Несчастный! нет у меня в сердце негодования против тебя… Какая-то тихая грусть, с примесью горечи, лежит на дне души, но снисхождение, и почти прощение — превышает всё… ведь он “не ведал, что творил”… <…>
В Александровской общине Красного Креста, 1 декабря, днём.
Тихо… почти вся палата улеглась спасть, что редко случается.
Пользуюсь первой минутой тишины и спокойствия, чтобы взяться за давно заброшенную тетрадку…

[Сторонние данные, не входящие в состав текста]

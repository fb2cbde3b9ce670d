//! Core types: players, RNG, configuration, errors.

pub mod player;
pub mod rng;
pub mod config;
pub mod error;

pub use player::{ConnectedPlayer, PlayerId, PlayerRoster};
pub use rng::GameRng;
pub use config::{SessionConfig, TakeCardPolicy};
pub use error::{GameError, ProtocolError, TransportError};
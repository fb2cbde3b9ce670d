//! Random number generation for draws, shuffles and game codes.
//!
//! Live sessions draw from OS entropy. Passing a seed makes a session
//! reproducible, which the tests rely on.

use rand::{Rng, SeedableRng};
use rand_chacha::ChaCha8Rng;

/// Session RNG backed by ChaCha8.
#[derive(Clone, Debug)]
pub struct GameRng {
    inner: ChaCha8Rng,
}

impl GameRng {
    /// Create a deterministic RNG from a seed.
    #[must_use]
    pub fn new(seed: u64) -> Self {
        Self {
            inner: ChaCha8Rng::seed_from_u64(seed),
        }
    }

    /// Create an RNG seeded from OS entropy.
    #[must_use]
    pub fn from_entropy() -> Self {
        Self {
            inner: ChaCha8Rng::from_entropy(),
        }
    }

    /// Seeded when `seed` is set, entropy otherwise.
    #[must_use]
    pub fn from_seed_option(seed: Option<u64>) -> Self {
        seed.map_or_else(Self::from_entropy, Self::new)
    }

    /// Generate a random integer in the given range.
    pub fn gen_range(&mut self, range: std::ops::RangeInclusive<u32>) -> u32 {
        self.inner.gen_range(range)
    }

    /// Pick a uniformly random index into a collection of `len` items.
    ///
    /// Returns `None` when `len` is zero.
    pub fn index(&mut self, len: usize) -> Option<usize> {
        (len > 0).then(|| self.inner.gen_range(0..len))
    }

    /// Shuffle a slice in place.
    pub fn shuffle<T>(&mut self, slice: &mut [T]) {
        use rand::seq::SliceRandom;
        slice.shuffle(&mut self.inner);
    }

    /// Random display color in `#RRGGBB` form.
    pub fn color(&mut self) -> String {
        format!("#{:06X}", self.inner.gen_range(0..=0xFF_FFFFu32))
    }
}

После поездки в Псков мои ноги пришли в такое состояние, что я с трудом могла ходить. Нервное возбуждение, поддерживавшее меня до сих пор, упало, и когда я поехала к проф. Павлову {Евгений Васильевич Павлов — военный медик и специалист по женской хирургии, с 1896 г. лейб-хирург.} и он запретил мне окончательно ходить на курсы, то я даже не огорчилась. Прошла неделя… целых 7 длинных вечеров, при свете лампы, провела я почти в полном одиночестве, за книгами; но, вопреки прошлому году, когда одиночество так болезненно отзывалось на мне, — я была почти рада ему. Невесёлые мысли бродили в голове, и я их не гнала… да разве и могло быть иначе! Разумеется, лежать одной крайне неудобно во всех отношениях, но, вспоминая болезнь Вали, я получала своеобразное наслаждение от сознания всех испытываемых неудобств: “мне так и надо, и ещё бы хуже надо… этого ещё мало…” — думала я, когда на мои звонки никто не являлся, и я не могла ни напиться воды, ни достать нужной вещи. Заставлять дежурить около себя товарок — я считала излишним; правда, они посещали меня ежедневно, но эти короткие “забегания на минуту”, в сущности, только отрывали меня от читаемых книг и нарушали мои размышления. И вот в эти-то дни как нельзя более очевидно выступил передо мной донельзя ограниченный круг моих знакомств между курсистками: две-три из 200 человек — немного! Я думала: будь у меня среди них друг, искренно ко мне привязанный, любивший бы меня настолько, что, несмотря на мои отказы и уверения, сказал бы мне: “нет, я тебя не оставлю, я буду у тебя всё время, буду сидеть около тебя…” — если бы были такие! Но, должно быть, невидимая рука судьбы, поставившая меня одинокой среди семьи, оторвавшая от меня сестру в тот момент, когда мы готовы были сблизиться и идти вместе одною дорогою, — поставила меня и на курсах так, что за всё это время не сошлась ни с кем настолько близко, чтобы смело могла назвать её другом. Как это случилось? Мои ли чересчур большие требования к людям на первом курсе помешали мне сойтись, или… ну, да нечего писать об этом.